3. ВОЕННАЯ ПОВСЕДНЕВНОСТЬ: ВОСПРИЯТИЕ, ОПЫТ И ИНТЕРПРЕТАЦИЯ
В центре исторической антропологии всегда был действующий, интерпретирующий и страдающий человеческий субъект106. Отсюда очевидно всплывает вопрос о страдающих в войну. И здесь нас также подстерегает парадокс Зиммеля: разве страдающий в войне индивид не сталкивается с одними и теми же экзистенциальными вызовами?
Широкая глобально-историческая перспектива Семилетней войны дает новые характерные результаты и с точки зрения истории жизненного опыта107. Так, в фокусе оказываются не только особенно пострадавшие от войны территории Священной Римской империи, например Саксония, но и коренные американцы с порабощенными африканцами. Обе эти группы можно считать основными проигравшими в войне108. Исследование роли культур аборигенов Северной Америки в «Войне с французами и индейцами» (French and Indian War)109 открыло в том числе методологические возможности для антропологических перспектив110. Здесь исследователи имели дело с акторами, культурно совершенно инаковыми: не только с другим языком, но и с другой религией, с другой экономикой, другими практиками насилия и т. п. К тому же это были бесписьменные культуры со своими средствами коммуникации, как, например, вампум111. Их исследование требовало иных методик и приглашало присмотреться к культурным отличиям.
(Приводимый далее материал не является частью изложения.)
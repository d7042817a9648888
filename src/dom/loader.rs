//! XML loading into the [`Document`] arena.
//!
//! The input is expected to be schema-valid DocBook 5; the loader only checks
//! well-formedness. Namespace prefixes are resolved while reading so every
//! element and attribute carries its namespace URI.

use std::fs;
use std::path::Path;

use quick_xml::Reader;
use quick_xml::events::{BytesStart, Event};

use super::arena::{Attribute, Document, NodeId, QualName};
use crate::error::{Error, Result};
use crate::model::XML_NS;
use crate::util::{decode_text, extract_xml_encoding, strip_bom};

/// Parse a document from a string.
pub fn parse_str(content: &str) -> Result<Document> {
    let mut reader = Reader::from_str(content);
    reader.config_mut().trim_text(false);

    let mut doc = Document::new();
    let mut open: Vec<NodeId> = vec![NodeId::DOCUMENT];
    let mut scopes = NamespaceScopes::default();

    let bytes = content.as_bytes();
    let mut line: u32 = 1;
    let mut counted_to = 0usize;

    loop {
        // The reader sits at the start of the next event
        let pos = (reader.buffer_position() as usize).min(bytes.len());
        if pos > counted_to {
            line += memchr::memchr_iter(b'\n', &bytes[counted_to..pos]).count() as u32;
            counted_to = pos;
        }

        let parent = *open.last().unwrap_or(&NodeId::DOCUMENT);
        match reader.read_event() {
            Ok(Event::Start(e)) => {
                let elem = start_element(&mut doc, &mut scopes, &e)?;
                doc.set_line(elem, line);
                doc.append(parent, elem);
                open.push(elem);
            }
            Ok(Event::Empty(e)) => {
                let elem = start_element(&mut doc, &mut scopes, &e)?;
                scopes.pop();
                doc.set_line(elem, line);
                doc.append(parent, elem);
            }
            Ok(Event::End(_)) => {
                if open.len() <= 1 {
                    return Err(Error::Malformed(format!(
                        "unexpected closing tag at line {line}"
                    )));
                }
                open.pop();
                scopes.pop();
            }
            Ok(Event::Text(e)) => {
                if parent != NodeId::DOCUMENT {
                    doc.append_text(parent, &String::from_utf8_lossy(e.as_ref()));
                }
            }
            Ok(Event::CData(e)) => {
                let data: &[u8] = &e;
                doc.append_text(parent, &String::from_utf8_lossy(data));
            }
            Ok(Event::GeneralRef(e)) => {
                let entity = String::from_utf8_lossy(e.as_ref());
                let Some(resolved) = resolve_entity(&entity) else {
                    return Err(Error::Malformed(format!(
                        "unknown entity reference &{entity}; at line {line}"
                    )));
                };
                doc.append_text(parent, &resolved);
            }
            Ok(Event::Comment(e)) => {
                if parent != NodeId::DOCUMENT {
                    let comment = doc.create_comment(String::from_utf8_lossy(e.as_ref()));
                    doc.append(parent, comment);
                }
            }
            Ok(Event::Eof) => break,
            Err(e) => return Err(Error::Xml(e)),
            _ => {}
        }
    }

    if open.len() > 1 {
        let unclosed = open[open.len() - 1];
        return Err(Error::Malformed(format!(
            "{} is never closed",
            doc.describe_cap(unclosed)
        )));
    }
    if doc.root_element().is_none() {
        return Err(Error::Malformed("document has no root element".to_string()));
    }

    Ok(doc)
}

/// Parse a document from raw bytes, honoring the encoding named in the XML
/// declaration when the input isn't UTF-8.
pub fn parse_bytes(bytes: &[u8]) -> Result<Document> {
    let bytes = strip_bom(bytes);
    let content = decode_text(bytes, extract_xml_encoding(bytes));
    parse_str(&content)
}

/// Load a document from a file.
pub fn load(path: impl AsRef<Path>) -> Result<Document> {
    let path = path.as_ref();
    let bytes = fs::read(path)?;
    let mut doc = parse_bytes(&bytes)?;
    doc.set_source_name(path.display().to_string());
    log::debug!("loaded {} ({} nodes)", path.display(), doc.len());
    Ok(doc)
}

/// Create an element from a start tag, opening its namespace scope.
fn start_element(
    doc: &mut Document,
    scopes: &mut NamespaceScopes,
    e: &BytesStart<'_>,
) -> Result<NodeId> {
    let mut declarations = Vec::new();
    let mut raw_attrs = Vec::new();

    for attr in e.attributes().flatten() {
        let key = String::from_utf8_lossy(attr.key.as_ref()).into_owned();
        let raw_value = String::from_utf8_lossy(&attr.value);
        let value = quick_xml::escape::unescape(&raw_value)
            .map_err(|err| Error::Malformed(format!("attribute {key}: {err}")))?
            .into_owned();

        if key == "xmlns" {
            declarations.push((None, value));
        } else if let Some(prefix) = key.strip_prefix("xmlns:") {
            declarations.push((Some(prefix.to_string()), value));
        } else {
            raw_attrs.push((key, value));
        }
    }
    scopes.push(declarations);

    let raw_name = String::from_utf8_lossy(e.name().as_ref()).into_owned();
    let (prefix, local) = split_qname(&raw_name);
    let ns = scopes.resolve(prefix).map_err(Error::Malformed)?;
    let name = QualName::new(ns.as_deref(), local);

    let mut attrs = Vec::with_capacity(raw_attrs.len());
    for (key, value) in raw_attrs {
        let (prefix, local) = split_qname(&key);
        // Unprefixed attributes are in no namespace
        let ns = match prefix {
            Some(_) => scopes.resolve(prefix).map_err(Error::Malformed)?,
            None => None,
        };
        attrs.push(Attribute::new(QualName::new(ns.as_deref(), local), value));
    }

    Ok(doc.create_element(name, attrs))
}

fn split_qname(name: &str) -> (Option<&str>, &str) {
    match name.split_once(':') {
        Some((prefix, local)) => (Some(prefix), local),
        None => (None, name),
    }
}

/// Stack of in-scope namespace declarations, one frame per open element.
#[derive(Default)]
struct NamespaceScopes {
    frames: Vec<Vec<(Option<String>, String)>>,
}

impl NamespaceScopes {
    fn push(&mut self, declarations: Vec<(Option<String>, String)>) {
        self.frames.push(declarations);
    }

    fn pop(&mut self) {
        self.frames.pop();
    }

    /// Resolve a prefix (`None` for the default namespace) to its URI.
    fn resolve(&self, prefix: Option<&str>) -> std::result::Result<Option<String>, String> {
        if prefix == Some("xml") {
            return Ok(Some(XML_NS.to_string()));
        }
        for frame in self.frames.iter().rev() {
            if let Some((_, uri)) = frame.iter().find(|(p, _)| p.as_deref() == prefix) {
                // xmlns="" undeclares the default namespace
                return Ok(if uri.is_empty() { None } else { Some(uri.clone()) });
            }
        }
        match prefix {
            None => Ok(None),
            Some(p) => Err(format!("undeclared namespace prefix \"{p}\"")),
        }
    }
}

/// Resolve XML entity references.
fn resolve_entity(entity: &str) -> Option<String> {
    match entity {
        "apos" => return Some("'".to_string()),
        "quot" => return Some("\"".to_string()),
        "lt" => return Some("<".to_string()),
        "gt" => return Some(">".to_string()),
        "amp" => return Some("&".to_string()),
        _ => {}
    }

    if let Some(hex) = entity.strip_prefix("#x") {
        if let Ok(code) = u32::from_str_radix(hex, 16)
            && let Some(c) = char::from_u32(code)
        {
            return Some(c.to_string());
        }
    } else if let Some(dec) = entity.strip_prefix('#')
        && let Ok(code) = dec.parse::<u32>()
        && let Some(c) = char::from_u32(code)
    {
        return Some(c.to_string());
    }

    None
}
Но страдало и гражданское население Европы, не говоря уже о солдатах на многочисленных полях сражений112. Речь должна идти, однако, не о том, чтобы мерить разные группы акторов относительно друг друга, а о расширении перспективы для преодоления старых евро- или тем более прусскоцентричных нарративов и историзации насилия.
В сравнении с Тридцатилетней войной и Коалиционными войнами конца XVIII в. относительно остальной части столетия утвердилось мнение об «укрощенной Беллоне»113. И хотя многие эмпирические данные говорят в реальности не в пользу ограничения конфликтов, нельзя все же полностью отрицать динамику и более выраженное «дозирование» в ведении войны114. Ни один город не разделил судьбу Магдебурга в Тридцатилетней войне, однако в сельской местности ситуация выглядела иначе. Население здесь по большей части не попадало в поле зрения просвещенной общественности и было подвержено произволу высокомобильных конных легких войск в «малой войне»115. В то же время степень насилия различалась в зависимости от региона и состава акторов. Находившиеся на самообеспечении и не имевшие возможностей словесной коммуникации казаки обнаруживают иную культуру насилия, нежели прусский вольный корпус у стен имперского города или обманутые в ожидании трофеев племена индейцев116. «Национальные» историки XIX в. видели «особый феномен Семилетней [войны] в том, что на арене боевых действий в ней в большей степени, нежели в других мировых войнах, появлялись наряду с цивилизованными национальными элементами также варварские и полудикие нации: в Канаде за и против Англии сражались орды индейцев; Австрия выставила в поле массы своих кроатов и пандуров; Россия включила в состав армии вторжения народности, которые до того редко видели в глубинных регионах Европы и появление которых было способно вызвать в памяти в центре современной цивилизации эпоху Великого переселения народов. Если в том, чтобы не гнушаться прибегнуть к призыву иррегулярных вооруженных масс, российские власти были схожи с прусскими, то происходило это, в отличие от Пруссии, не из‐за острой нужды в регулярных бойцах, но потому, что здесь от применения подобных национальных ополчений ожидали существенных военных преимуществ»117.
Так с вступлением в войну Российской империи создалась особая ситуация встречи между культурами. Российские иррегулярные войска в лице конных казаков и калмыков прежде всего способствовали формированию образа столкнувшейся с логистическими проблемами российской армии в Пруссии, который оставил устойчивые следы и в пропаганде, и в повседневной жизни рядового населения118.